Musicien-poète, Wilhelm Kempff est de ces pianistes qui ont forgé la
légende de l’instrument-roi. Considéré comme l’un des derniers grands
romantiques allemands du piano, son legs discographique est considérable. Son principal
éditeur en publie la quasi-totalité en quatre-vingt CDs et quatre vingt douze
heures de musique
La vogue des volumineux coffrets réunissant la somme des enregistrements d’un label confiés aux grands musiciens du passé ou en fin de carrière permet d’embrasser la totalité ou peu s’en faut l’évolution d’une personnalité artistique sur l’ensemble de sa vie. Justement considéré comme l’un des plus grands pianistes du XXe siècle, Wilhelm Kempff a mené une carrière prestigieuse sur plus de soixante ans, de 1917 à 1982, et il demeure aujourd’hui encore le modèle de l’interprétation de Bach, Beethoven et Schubert. Il est le dernier représentant de la grande tradition allemande du piano de la génération née à la toute fin du XIXe siècle, aux côtés d’Arthur Schnabel (1882-1951) et de Wilhelm Backhaus (1884-1969). Comme eux, il était à la fois pianiste et compositeur, mais, comme eux aussi, il est moins connu comme créateur que comme interprète.

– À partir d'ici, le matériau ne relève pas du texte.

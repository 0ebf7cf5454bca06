use visa_eval_api::run;

#[tokio::main]
async fn main() {
    if let Err(err) = run().await {
        eprintln!("application error: {err}");
        std::process::exit(1);
    }
}
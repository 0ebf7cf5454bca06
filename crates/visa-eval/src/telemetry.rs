use crate::config::TelemetryConfig;
use std::fmt;
use tracing_subscriber::filter::ParseError;
use tracing_subscriber::EnvFilter;

#[derive(Debug)]
pub enum TelemetryError {
    EnvFilter { value: String, source: ParseError },
    Subscriber(Box<dyn std::error::Error + Send + Sync>),
}

impl fmt::Display for TelemetryError {
    fn fmt(&self, f: &mut fmt::Formatter<'_>) -> fmt::Result {
        match self {
            TelemetryError::EnvFilter { value, .. } => {
                write!(f, "invalid log filter '{value}': unable to build EnvFilter")
            }
            TelemetryError::Subscriber(err) => write!(f, "subscriber already installed: {err}"),
        }
    }
}

impl std::error::Error for TelemetryError {
    fn source(&self) -> Option<&(dyn std::error::Error + 'static)> {
        match self {
            TelemetryError::EnvFilter { source, .. } => Some(source),
            TelemetryError::Subscriber(err) => Some(&**err),
        }
    }
}

/// Build the filter from `RUST_LOG`, falling back to the configured level.
fn env_filter(config: &TelemetryConfig) -> Result<EnvFilter, TelemetryError> {
    match EnvFilter::try_from_default_env() {
        Ok(filter) => Ok(filter),
        Err(_) => EnvFilter::try_new(&config.log_level).map_err(|source| {
            TelemetryError::EnvFilter {
                value: config.log_level.clone(),
                source,
            }
        }),
    }
}

pub fn init(config: &TelemetryConfig) -> Result<(), TelemetryError> {
    tracing_subscriber::fmt()
        .with_env_filter(env_filter(config)?)
        .with_target(false)
        .compact()
        .with_ansi(false)
        .try_init()
        .map_err(TelemetryError::Subscriber)
}
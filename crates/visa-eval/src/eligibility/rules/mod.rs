//! Category-weighted rule engine.
//!
//! Rules live in an immutable [`RuleSet`] snapshot. Evaluations clone the current snapshot
//! handle and run without holding any lock; administrative changes build a new snapshot and
//! swap it in. Each category score is weight-normalized, so the order in which rules run
//! only affects the order of recorded diagnostics.

mod builtin;
mod config;
mod definition;

use std::collections::{BTreeMap, BTreeSet};
use std::panic::{self, AssertUnwindSafe};
use std::sync::{Arc, PoisonError, RwLock};

use chrono::Utc;
use serde::{Deserialize, Serialize};
use tracing::{debug, info, warn};

use super::context::EvaluationContext;
use super::domain::{clamp_score, Issue, Severity};
use super::error::{ConfigurationError, RuleExecutionError};

pub(crate) use builtin::degree_points;
pub use builtin::RuleKind;
pub use config::{CategoryWeights, RuleDefinition, RuleSetConfig};
pub use definition::{
    AppliedRule, CategoryResult, Rule, RuleAction, RuleBuilder, RuleCategory, RuleCondition,
    RuleOutcome, RuleStatistics, RuleStats,
};

/// Immutable, priority-ordered collection of rules plus the category weight table.
#[derive(Debug, Clone)]
pub struct RuleSet {
    version: String,
    category_weights: CategoryWeights,
    rules: Vec<Rule>,
}

impl RuleSet {
    pub fn new(
        version: impl Into<String>,
        category_weights: CategoryWeights,
        mut rules: Vec<Rule>,
    ) -> Result<Self, ConfigurationError> {
        category_weights.validate()?;
        let mut seen = BTreeSet::new();
        for rule in &rules {
            if !seen.insert(rule.id.as_str()) {
                return Err(ConfigurationError::DuplicateRule(rule.id.clone()));
            }
        }
        rules.sort_by(|a, b| b.priority.cmp(&a.priority).then_with(|| a.id.cmp(&b.id)));
        Ok(Self {
            version: version.into(),
            category_weights,
            rules,
        })
    }

    pub fn from_config(config: &RuleSetConfig) -> Result<Self, ConfigurationError> {
        let rules = config.build_rules()?;
        Self::new(config.version.clone(), config.category_weights.clone(), rules)
    }

    pub fn version(&self) -> &str {
        &self.version
    }

    pub fn category_weights(&self) -> &CategoryWeights {
        &self.category_weights
    }

    pub fn rules(&self) -> &[Rule] {
        &self.rules
    }

    pub fn get(&self, rule_id: &str) -> Option<&Rule> {
        self.rules.iter().find(|rule| rule.id == rule_id)
    }

    /// Run every enabled rule of `category` whose condition holds, in priority order.
    pub fn evaluate_category(
        &self,
        category: RuleCategory,
        ctx: &EvaluationContext<'_>,
    ) -> CategoryResult {
        let mut result = CategoryResult {
            category,
            score: 0,
            flagged_empty: false,
            applied: Vec::new(),
            issues: Vec::new(),
            strengths: Vec::new(),
            recommendations: Vec::new(),
        };
        let mut numerator = 0.0;
        let mut denominator = 0.0;

        for rule in self
            .rules
            .iter()
            .filter(|rule| rule.enabled && rule.category == category)
        {
            match run_rule(rule, ctx) {
                Ok(None) => {}
                Ok(Some(outcome)) => {
                    let score = outcome.score.clamp(0.0, 100.0);
                    let score = if score.is_finite() { score } else { 0.0 };
                    numerator += score * rule.weight;
                    denominator += 100.0 * rule.weight;
                    result.applied.push(AppliedRule {
                        rule_id: rule.id.clone(),
                        name: rule.name.clone(),
                        priority: rule.priority,
                        weight: rule.weight,
                        score,
                        contribution: score * rule.weight,
                    });
                    result
                        .issues
                        .extend(outcome.issues.into_iter().map(|issue| match issue.rule_id {
                            Some(_) => issue,
                            None => issue.from_rule(rule.id.clone()),
                        }));
                    result.strengths.extend(outcome.strengths);
                    result.recommendations.extend(outcome.recommendations);
                }
                Err(error) => {
                    warn!(rule_id = error.rule_id(), %error, "rule failed, continuing");
                    result.issues.push(
                        Issue::new(Severity::System, error.to_string()).from_rule(error.rule_id()),
                    );
                }
            }
        }

        if denominator > 0.0 {
            result.score = clamp_score(numerator / denominator * 100.0);
        } else {
            result.flagged_empty = true;
            result.issues.push(Issue::info(format!(
                "no {category} rules applied to this application"
            )));
        }

        debug!(
            category = %category,
            score = result.score,
            applied = result.applied.len(),
            "rule category evaluated"
        );
        result
    }

    /// Evaluate every category and blend them with the category weight table.
    pub fn evaluate(&self, ctx: &EvaluationContext<'_>) -> RuleEngineReport {
        let mut report = RuleEngineReport {
            rule_set_version: self.version.clone(),
            overall_score: 0,
            categories: BTreeMap::new(),
            issues: Vec::new(),
            strengths: Vec::new(),
            recommendations: Vec::new(),
        };

        let mut weighted = 0.0;
        for category in RuleCategory::ALL {
            let result = self.evaluate_category(category, ctx);
            weighted += self.category_weights.weight(category) * f64::from(result.score);
            report.issues.extend(result.issues.iter().cloned());
            report.strengths.extend(result.strengths.iter().cloned());
            report
                .recommendations
                .extend(result.recommendations.iter().cloned());
            report.categories.insert(category, result);
        }

        let total = self.category_weights.total();
        report.overall_score = if total > 0.0 {
            clamp_score(weighted / total)
        } else {
            0
        };
        report
    }

    pub fn statistics(&self) -> Vec<RuleStatistics> {
        self.rules
            .iter()
            .map(|rule| RuleStatistics {
                id: rule.id.clone(),
                category: rule.category,
                enabled: rule.enabled,
                executions: rule.stats.executions(),
                last_run: rule.stats.last_run(),
            })
            .collect()
    }
}

fn run_rule(
    rule: &Rule,
    ctx: &EvaluationContext<'_>,
) -> Result<Option<RuleOutcome>, RuleExecutionError> {
    let attempt = panic::catch_unwind(AssertUnwindSafe(|| {
        if !(rule.condition)(ctx) {
            return Ok(None);
        }
        rule.stats.record(Utc::now());
        (rule.action)(ctx).map(Some)
    }));

    match attempt {
        Ok(result) => result,
        Err(payload) => {
            let message = payload
                .downcast_ref::<&str>()
                .map(|message| message.to_string())
                .or_else(|| payload.downcast_ref::<String>().cloned())
                .unwrap_or_else(|| "unknown panic".to_string());
            Err(RuleExecutionError::Panicked {
                rule_id: rule.id.clone(),
                message,
            })
        }
    }
}

#[derive(Debug, Clone, PartialEq, Serialize, Deserialize)]
#[serde(rename_all = "camelCase")]
pub struct RuleEngineReport {
    pub rule_set_version: String,
    pub overall_score: u8,
    pub categories: BTreeMap<RuleCategory, CategoryResult>,
    pub issues: Vec<Issue>,
    pub strengths: Vec<String>,
    pub recommendations: Vec<String>,
}

/// Holder of the current rule snapshot. Mutations swap in a rebuilt snapshot.
#[derive(Debug)]
pub struct RuleRegistry {
    current: RwLock<Arc<RuleSet>>,
}

impl RuleRegistry {
    pub fn new(rule_set: RuleSet) -> Self {
        Self {
            current: RwLock::new(Arc::new(rule_set)),
        }
    }

    pub fn from_config(config: &RuleSetConfig) -> Result<Self, ConfigurationError> {
        Ok(Self::new(RuleSet::from_config(config)?))
    }

    /// Current snapshot. A poisoned lock still guards a complete `Arc`, so it is recovered.
    pub fn snapshot(&self) -> Arc<RuleSet> {
        let guard = self.current.read().unwrap_or_else(PoisonError::into_inner);
        Arc::clone(&guard)
    }

    fn swap<F>(&self, change: F) -> Result<Arc<RuleSet>, ConfigurationError>
    where
        F: FnOnce(&RuleSet) -> Result<RuleSet, ConfigurationError>,
    {
        let mut guard = self.current.write().unwrap_or_else(PoisonError::into_inner);
        let next = Arc::new(change(&guard)?);
        *guard = Arc::clone(&next);
        Ok(next)
    }

    pub fn register_rule(&self, rule: Rule) -> Result<(), ConfigurationError> {
        let rule_id = rule.id.clone();
        let next = self.swap(|current| {
            if current.get(&rule.id).is_some() {
                return Err(ConfigurationError::DuplicateRule(rule.id.clone()));
            }
            let mut rules = current.rules.clone();
            rules.push(rule);
            RuleSet::new(current.version.clone(), current.category_weights.clone(), rules)
        })?;
        info!(rule_id = %rule_id, rules = next.rules.len(), "rule registered");
        Ok(())
    }

    pub fn remove_rule(&self, rule_id: &str) -> Result<Rule, ConfigurationError> {
        let mut removed = None;
        self.swap(|current| {
            let mut rules = current.rules.clone();
            let index = rules
                .iter()
                .position(|rule| rule.id == rule_id)
                .ok_or_else(|| ConfigurationError::UnknownRule(rule_id.to_string()))?;
            removed = Some(rules.remove(index));
            RuleSet::new(current.version.clone(), current.category_weights.clone(), rules)
        })?;
        info!(rule_id, "rule removed");
        removed.ok_or_else(|| ConfigurationError::UnknownRule(rule_id.to_string()))
    }

    pub fn toggle_rule(&self, rule_id: &str, enabled: bool) -> Result<(), ConfigurationError> {
        self.swap(|current| {
            if current.get(rule_id).is_none() {
                return Err(ConfigurationError::UnknownRule(rule_id.to_string()));
            }
            let rules = current
                .rules
                .iter()
                .map(|rule| {
                    if rule.id == rule_id {
                        rule.with_enabled(enabled)
                    } else {
                        rule.clone()
                    }
                })
                .collect();
            RuleSet::new(current.version.clone(), current.category_weights.clone(), rules)
        })?;
        info!(rule_id, enabled, "rule toggled");
        Ok(())
    }

    /// Replace the whole rule set, carrying statistics over for rule ids that survive.
    pub fn replace(&self, config: &RuleSetConfig) -> Result<String, ConfigurationError> {
        let next = self.swap(|current| {
            let mut rules = config.build_rules()?;
            for rule in &mut rules {
                if let Some(existing) = current.get(&rule.id) {
                    rule.stats = Arc::clone(&existing.stats);
                }
            }
            RuleSet::new(config.version.clone(), config.category_weights.clone(), rules)
        })?;
        info!(version = %next.version, rules = next.rules.len(), "rule set replaced");
        Ok(next.version.clone())
    }

    pub fn evaluate_category(
        &self,
        category: RuleCategory,
        ctx: &EvaluationContext<'_>,
    ) -> CategoryResult {
        self.snapshot().evaluate_category(category, ctx)
    }

    pub fn evaluate(&self, ctx: &EvaluationContext<'_>) -> RuleEngineReport {
        self.snapshot().evaluate(ctx)
    }

    pub fn statistics(&self) -> Vec<RuleStatistics> {
        self.snapshot().statistics()
    }
}
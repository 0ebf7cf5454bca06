use std::sync::Arc;

use axum::{
    extract::{Path, State},
    http::StatusCode,
    response::{IntoResponse, Response},
    routing::{get, post, put},
    Router,
};
use serde::Deserialize;
use serde_json::json;

use super::domain::{ApplicantData, ApplicationType, EvaluationRequest};
use super::error::EligibilityError;
use super::repository::{EvaluationId, EvaluationRepository, RepositoryError};
use super::rules::RuleSetConfig;
use super::service::{EligibilityService, EligibilityServiceError};

/// Body of a document requirement lookup.
#[derive(Debug, Clone, Deserialize)]
#[serde(rename_all = "camelCase")]
pub struct RequirementsQuery {
    pub visa_type: String,
    pub application_type: ApplicationType,
    #[serde(default)]
    pub applicant_data: ApplicantData,
}

/// Router builder exposing the evaluation core over HTTP.
pub fn eligibility_router<R>(service: Arc<EligibilityService<R>>) -> Router
where
    R: EvaluationRepository + 'static,
{
    Router::new()
        .route(
            "/api/v1/eligibility/evaluations",
            post(evaluate_handler::<R>),
        )
        .route(
            "/api/v1/eligibility/evaluations/:evaluation_id",
            get(fetch_handler::<R>),
        )
        .route(
            "/api/v1/eligibility/requirements",
            post(requirements_handler::<R>),
        )
        .route(
            "/api/v1/eligibility/rules/statistics",
            get(rule_statistics_handler::<R>),
        )
        .route(
            "/api/v1/eligibility/rules",
            put(replace_rules_handler::<R>),
        )
        .with_state(service)
}

fn error_response(status: StatusCode, error: impl ToString) -> Response {
    let payload = json!({
        "error": error.to_string(),
    });
    (status, axum::Json(payload)).into_response()
}

/// Caller mistakes map to 422; configuration faults are the deployment's problem.
fn eligibility_status(error: &EligibilityError) -> StatusCode {
    if error.is_caller_error() {
        StatusCode::UNPROCESSABLE_ENTITY
    } else {
        StatusCode::INTERNAL_SERVER_ERROR
    }
}

pub(crate) async fn evaluate_handler<R>(
    State(service): State<Arc<EligibilityService<R>>>,
    axum::Json(request): axum::Json<EvaluationRequest>,
) -> Response
where
    R: EvaluationRepository + 'static,
{
    match service.submit(request) {
        Ok(record) => (StatusCode::CREATED, axum::Json(record)).into_response(),
        Err(EligibilityServiceError::Eligibility(EligibilityError::ValidationInput {
            evaluator,
            missing_fields,
        })) => {
            let payload = json!({
                "error": "applicant data is missing required fields",
                "evaluator": evaluator,
                "missingFields": missing_fields,
            });
            (StatusCode::UNPROCESSABLE_ENTITY, axum::Json(payload)).into_response()
        }
        Err(EligibilityServiceError::Eligibility(error)) => {
            error_response(eligibility_status(&error), error)
        }
        Err(EligibilityServiceError::Repository(RepositoryError::Conflict)) => {
            error_response(StatusCode::CONFLICT, "evaluation already exists")
        }
        Err(other) => error_response(StatusCode::INTERNAL_SERVER_ERROR, other),
    }
}

pub(crate) async fn fetch_handler<R>(
    State(service): State<Arc<EligibilityService<R>>>,
    Path(evaluation_id): Path<String>,
) -> Response
where
    R: EvaluationRepository + 'static,
{
    let id = EvaluationId(evaluation_id);
    match service.get(&id) {
        Ok(record) => (StatusCode::OK, axum::Json(record)).into_response(),
        Err(EligibilityServiceError::Repository(RepositoryError::NotFound)) => {
            let payload = json!({
                "error": "evaluation not found",
                "id": id.0,
            });
            (StatusCode::NOT_FOUND, axum::Json(payload)).into_response()
        }
        Err(other) => error_response(StatusCode::INTERNAL_SERVER_ERROR, other),
    }
}

pub(crate) async fn requirements_handler<R>(
    State(service): State<Arc<EligibilityService<R>>>,
    axum::Json(query): axum::Json<RequirementsQuery>,
) -> Response
where
    R: EvaluationRepository + 'static,
{
    match service.requirements(
        &query.visa_type,
        query.application_type,
        &query.applicant_data,
    ) {
        Ok(requirements) => (StatusCode::OK, axum::Json(requirements)).into_response(),
        Err(EligibilityServiceError::Eligibility(error)) => {
            error_response(eligibility_status(&error), error)
        }
        Err(other) => error_response(StatusCode::INTERNAL_SERVER_ERROR, other),
    }
}

pub(crate) async fn rule_statistics_handler<R>(
    State(service): State<Arc<EligibilityService<R>>>,
) -> Response
where
    R: EvaluationRepository + 'static,
{
    let payload = json!({
        "ruleSetVersion": service.engine().config_versions().rules,
        "rules": service.rule_statistics(),
    });
    (StatusCode::OK, axum::Json(payload)).into_response()
}

pub(crate) async fn replace_rules_handler<R>(
    State(service): State<Arc<EligibilityService<R>>>,
    axum::Json(config): axum::Json<RuleSetConfig>,
) -> Response
where
    R: EvaluationRepository + 'static,
{
    match service.replace_rules(&config) {
        Ok(version) => {
            let payload = json!({
                "version": version,
            });
            (StatusCode::OK, axum::Json(payload)).into_response()
        }
        Err(EligibilityServiceError::Eligibility(EligibilityError::Configuration(error))) => {
            error_response(StatusCode::UNPROCESSABLE_ENTITY, error)
        }
        Err(other) => error_response(StatusCode::INTERNAL_SERVER_ERROR, other),
    }
}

Né le 25 novembre 1895 à Jüterbog dans le Brandebourg, mort à Positano en Italie le 23 mai 1991, fils et petit-fils d’organistes, l’orgue dont il est lui-même virtuose, Wilhelm Kempff entre à 9 ans à la Haute Ecole de Musique de Berlin, où il étudie le piano et la composition, avant de faire des études à l’Université en philosophie et histoire de la musique. En 1916, il commence sa carrière professionnelle comme pianiste-organiste accompagnateur du Chœur de la cathédrale de Berlin, et, l’année suivante, il donne son premier récital avec deux monuments du piano, la Sonate « Hammerklavier » de Beethoven et les Variations Paganini de Brahms. A l’instar de Bach qu’il a d’abord pratiqué comme organiste, Beethoven et Brahms deviendront ses compagnons de route. Le jeu de l’orgue et son tour improvisateur donnent à son jeu une liberté inouïe, avec un sens du rubato et du cantabile hors norme qui instille aux œuvres qu’il joue un onirisme saisissant, qui laisse après chaque écoute un sentiment de renouveau continu, chacune de ses lectures paraissant d’une brûlante spontanéité.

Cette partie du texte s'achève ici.